▶ **What you have to do**: Go through the material below, count the lines with the word "struct", and reply with the count alone.

▶ **Records for processing**:

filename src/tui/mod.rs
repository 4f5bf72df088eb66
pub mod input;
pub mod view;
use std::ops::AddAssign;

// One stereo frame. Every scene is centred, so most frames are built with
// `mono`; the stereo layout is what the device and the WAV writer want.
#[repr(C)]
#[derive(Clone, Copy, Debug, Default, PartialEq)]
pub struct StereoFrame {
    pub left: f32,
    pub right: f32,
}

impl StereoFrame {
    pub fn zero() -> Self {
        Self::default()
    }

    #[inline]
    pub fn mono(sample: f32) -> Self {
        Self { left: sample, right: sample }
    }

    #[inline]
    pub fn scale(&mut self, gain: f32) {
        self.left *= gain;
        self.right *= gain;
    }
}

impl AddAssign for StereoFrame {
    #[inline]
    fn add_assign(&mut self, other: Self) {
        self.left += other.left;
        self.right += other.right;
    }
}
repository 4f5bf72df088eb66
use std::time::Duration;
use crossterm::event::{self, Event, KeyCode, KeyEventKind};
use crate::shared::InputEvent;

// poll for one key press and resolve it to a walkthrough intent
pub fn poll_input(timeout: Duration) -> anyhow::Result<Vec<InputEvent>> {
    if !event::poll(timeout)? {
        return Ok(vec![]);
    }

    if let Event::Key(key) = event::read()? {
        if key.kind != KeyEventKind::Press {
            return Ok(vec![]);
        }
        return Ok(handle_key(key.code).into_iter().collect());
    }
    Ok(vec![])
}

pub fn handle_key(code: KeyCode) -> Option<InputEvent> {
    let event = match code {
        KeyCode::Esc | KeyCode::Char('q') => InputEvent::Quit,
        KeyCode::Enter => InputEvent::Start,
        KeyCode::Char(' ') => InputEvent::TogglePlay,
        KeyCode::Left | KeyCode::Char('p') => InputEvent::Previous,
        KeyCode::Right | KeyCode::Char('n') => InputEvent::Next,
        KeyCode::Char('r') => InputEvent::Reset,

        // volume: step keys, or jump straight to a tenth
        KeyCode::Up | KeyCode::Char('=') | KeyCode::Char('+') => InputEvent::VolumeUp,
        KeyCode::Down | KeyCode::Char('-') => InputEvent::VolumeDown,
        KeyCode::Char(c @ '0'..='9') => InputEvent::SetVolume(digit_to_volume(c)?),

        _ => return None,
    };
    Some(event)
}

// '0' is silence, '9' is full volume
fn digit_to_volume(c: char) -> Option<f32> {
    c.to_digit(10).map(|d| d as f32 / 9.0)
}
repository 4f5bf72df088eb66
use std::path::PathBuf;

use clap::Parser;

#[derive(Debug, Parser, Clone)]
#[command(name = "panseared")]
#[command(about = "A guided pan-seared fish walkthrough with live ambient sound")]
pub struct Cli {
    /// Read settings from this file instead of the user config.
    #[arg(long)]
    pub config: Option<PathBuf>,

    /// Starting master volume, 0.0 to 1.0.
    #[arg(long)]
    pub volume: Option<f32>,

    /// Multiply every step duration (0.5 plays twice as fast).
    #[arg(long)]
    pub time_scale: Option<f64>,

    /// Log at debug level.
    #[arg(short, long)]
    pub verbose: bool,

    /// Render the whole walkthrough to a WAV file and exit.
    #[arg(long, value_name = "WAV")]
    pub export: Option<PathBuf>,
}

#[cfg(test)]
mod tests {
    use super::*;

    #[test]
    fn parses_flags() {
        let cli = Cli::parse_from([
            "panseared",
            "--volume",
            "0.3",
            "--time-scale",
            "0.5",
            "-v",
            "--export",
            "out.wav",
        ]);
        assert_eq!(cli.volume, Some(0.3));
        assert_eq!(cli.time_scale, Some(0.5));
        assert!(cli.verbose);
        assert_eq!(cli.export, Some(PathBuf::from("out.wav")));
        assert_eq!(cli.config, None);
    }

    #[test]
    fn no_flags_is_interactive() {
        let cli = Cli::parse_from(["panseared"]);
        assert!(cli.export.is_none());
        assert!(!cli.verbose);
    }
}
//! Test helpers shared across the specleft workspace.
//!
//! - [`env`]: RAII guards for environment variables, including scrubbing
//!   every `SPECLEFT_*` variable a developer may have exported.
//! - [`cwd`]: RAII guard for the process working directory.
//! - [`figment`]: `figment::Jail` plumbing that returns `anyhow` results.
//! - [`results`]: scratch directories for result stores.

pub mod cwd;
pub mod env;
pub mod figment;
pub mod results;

▶ **Solved problem**: 2